[Start of Attachment]

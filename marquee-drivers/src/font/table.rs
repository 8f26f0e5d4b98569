//! Font table lookup
//!
//! A table starts with the first and last character code it covers,
//! followed by one entry per code in between: the column count, then that
//! many columns.

use marquee_core::traits::FontData;

use super::SYSTEM_FONT;

/// Font table parsing errors
#[derive(Debug, Clone, Copy, PartialEq, Eq)]
#[cfg_attr(feature = "defmt", derive(defmt::Format))]
pub enum FontError {
    /// Table shorter than its header
    MissingHeader,
    /// Last code before the first code
    InvalidRange,
    /// An entry runs past the end of the table
    Truncated,
}

impl core::fmt::Display for FontError {
    fn fmt(&self, f: &mut core::fmt::Formatter<'_>) -> core::fmt::Result {
        match self {
            FontError::MissingHeader => write!(f, "font table has no header"),
            FontError::InvalidRange => write!(f, "font code range is empty"),
            FontError::Truncated => write!(f, "font table is truncated"),
        }
    }
}

/// Validated view of a font table
#[derive(Debug, Clone, Copy, PartialEq, Eq)]
pub struct FontTable {
    data: FontData,
}

impl FontTable {
    /// Check every entry of `data` and wrap it
    pub fn parse(data: FontData) -> Result<Self, FontError> {
        let [first, last, entries @ ..] = data else {
            return Err(FontError::MissingHeader);
        };
        let (first, last) = (*first, *last);
        if last < first {
            return Err(FontError::InvalidRange);
        }

        let mut offset = 0usize;
        for _ in first..=last {
            let width = *entries.get(offset).ok_or(FontError::Truncated)? as usize;
            offset += 1 + width;
            if offset > entries.len() {
                return Err(FontError::Truncated);
            }
        }
        Ok(Self { data })
    }

    /// The built-in font
    pub fn system() -> Self {
        Self { data: SYSTEM_FONT }
    }

    /// Raw table
    pub fn data(&self) -> FontData {
        self.data
    }

    /// First character code in the table
    pub fn first_code(&self) -> u8 {
        self.data[0]
    }

    /// Last character code in the table
    pub fn last_code(&self) -> u8 {
        self.data[1]
    }

    /// Columns of `code`, `None` if the table does not cover it
    pub fn glyph(&self, code: u8) -> Option<&'static [u8]> {
        if code < self.first_code() || code > self.last_code() {
            return None;
        }

        let data = self.data;
        let mut offset = 2usize;
        for _ in self.first_code()..code {
            offset += 1 + *data.get(offset)? as usize;
        }
        let width = *data.get(offset)? as usize;
        data.get(offset + 1..offset + 1 + width)
    }

    /// Copy the columns of `code` into `buf`, returning the count copied
    pub fn copy_glyph(&self, code: u8, buf: &mut [u8]) -> usize {
        match self.glyph(code) {
            Some(cols) => {
                let len = cols.len().min(buf.len());
                buf[..len].copy_from_slice(&cols[..len]);
                len
            }
            None => 0,
        }
    }
}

[End of Attachment]

— Requirement —
Print the material once more, exactly.

— Response below —
filename marquee-drivers/src/font/table.rs
repository 8f26f0e5d4b98569
//! Font table lookup
//!
//! A table starts with the first and last character code it covers,
//! followed by one entry per code in between: the column count, then that
//! many columns.

use marquee_core::traits::FontData;

use super::SYSTEM_FONT;

/// Font table parsing errors
#[derive(Debug, Clone, Copy, PartialEq, Eq)]
#[cfg_attr(feature = "defmt", derive(defmt::Format))]
pub enum FontError {
    /// Table shorter than its header
    MissingHeader,
    /// Last code before the first code
    InvalidRange,
    /// An entry runs past the end of the table
    Truncated,
}

impl core::fmt::Display for FontError {
    fn fmt(&self, f: &mut core::fmt::Formatter<'_>) -> core::fmt::Result {
        match self {
            FontError::MissingHeader => write!(f, "font table has no header"),
            FontError::InvalidRange => write!(f, "font code range is empty"),
            FontError::Truncated => write!(f, "font table is truncated"),
        }
    }
}

/// Validated view of a font table
#[derive(Debug, Clone, Copy, PartialEq, Eq)]
pub struct FontTable {
    data: FontData,
}

impl FontTable {
    /// Check every entry of `data` and wrap it
    pub fn parse(data: FontData) -> Result<Self, FontError> {
        let [first, last, entries @ ..] = data else {
            return Err(FontError::MissingHeader);
        };
        let (first, last) = (*first, *last);
        if last < first {
            return Err(FontError::InvalidRange);
        }

        let mut offset = 0usize;
        for _ in first..=last {
            let width = *entries.get(offset).ok_or(FontError::Truncated)? as usize;
            offset += 1 + width;
            if offset > entries.len() {
                return Err(FontError::Truncated);
            }
        }
        Ok(Self { data })
    }

    /// The built-in font
    pub fn system() -> Self {
        Self { data: SYSTEM_FONT }
    }

    /// Raw table
    pub fn data(&self) -> FontData {
        self.data
    }

    /// First character code in the table
    pub fn first_code(&self) -> u8 {
        self.data[0]
    }

    /// Last character code in the table
    pub fn last_code(&self) -> u8 {
        self.data[1]
    }

    /// Columns of `code`, `None` if the table does not cover it
    pub fn glyph(&self, code: u8) -> Option<&'static [u8]> {
        if code < self.first_code() || code > self.last_code() {
            return None;
        }

        let data = self.data;
        let mut offset = 2usize;
        for _ in self.first_code()..code {
            offset += 1 + *data.get(offset)? as usize;
        }
        let width = *data.get(offset)? as usize;
        data.get(offset + 1..offset + 1 + width)
    }

    /// Copy the columns of `code` into `buf`, returning the count copied
    pub fn copy_glyph(&self, code: u8, buf: &mut [u8]) -> usize {
        match self.glyph(code) {
            Some(cols) => {
                let len = cols.len().min(buf.len());
                buf[..len].copy_from_slice(&cols[..len]);
                len
            }
            None => 0,
        }
    }
}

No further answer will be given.